## WHAT NEEDS TO BE DONE
All lines below containing the string "main" are to be copied.

## RECORD SET
- Opening Delimiter -

//! Rust library for streaming colors to Nanoleaf light panels
//!
//! This library provides an async API for discovering Nanoleaf devices on the
//! local network and driving them through the low-latency "external control"
//! protocol. It supports:
//!
//! - Discovery via mDNS / DNS-SD (`_nanoleafapi._tcp`)
//! - External control activation over the device REST API
//! - Binary frame encoding for protocol versions v1 and v2
//! - UDP stream lifecycle (connect, send, disconnect)
//!
//! # Quick Start
//!
//! ```no_run
//! use nanoleaf_stream::{Discovery, FrameBatch, FrameColor};
//! use std::time::Duration;
//!
//! #[tokio::main]
//! async fn main() -> Result<(), Box<dyn std::error::Error>> {
//!     let discovery = Discovery::new();
//!     let devices = discovery.discover_devices(Duration::from_secs(2)).await?;
//!
//!     if let Some(device) = devices.first() {
//!         let mut device = device.clone();
//!         device.set_token("auth-token-from-pairing");
//!
//!         let mut stream = device.stream();
//!         stream.activate("v2").await?;
//!         stream.connect().await?;
//!
//!         let mut batch = FrameBatch::new();
//!         batch.push(1, FrameColor::rgb(255, 0, 0, 1));
//!         stream.write_effect(&batch).await?;
//!
//!         stream.disconnect()?;
//!     }
//!
//!     Ok(())
//! }
//! ```
//!
//! # Architecture
//!
//! - **Discovery**: mDNS resolution of device endpoints
//! - **Device**: handle holding base URL, auth token and HTTP transport
//! - **Stream**: activation handshake and UDP session
//! - **Codec**: v1 / v2 binary wire layout
//! - **Protocol**: JSON activation schema and constants

mod codec;
mod device;
mod discovery;
mod error;
mod http;
mod protocol;
mod stream;
#[cfg(test)]
mod test_utils;
mod types;

// Public exports
pub use codec::{encode, encoded_len};
pub use device::Nanoleaf;
pub use discovery::{discover, discover_devices, Discovery, MdnsBrowser, ServiceBrowser, ServiceRecord};
pub use error::{NanoleafError, Result};
pub use http::{HttpMethod, HttpResponse, HttpTransport, ReqwestTransport, REQUEST_TIMEOUT};
pub use protocol::{ActivationRequest, ActivationResponse, WriteCommand, API_PATH, SERVICE_TYPE};
pub use stream::{NanoStream, StreamState, StreamTarget};
pub use types::{Endpoint, FrameBatch, FrameColor, PanelFrame, PanelId, ProtocolVersion};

- Closing Delimiter -

## ANSWER SECTION
//! #[tokio::main]
//! async fn main() -> Result<(), Box<dyn std::error::Error>> {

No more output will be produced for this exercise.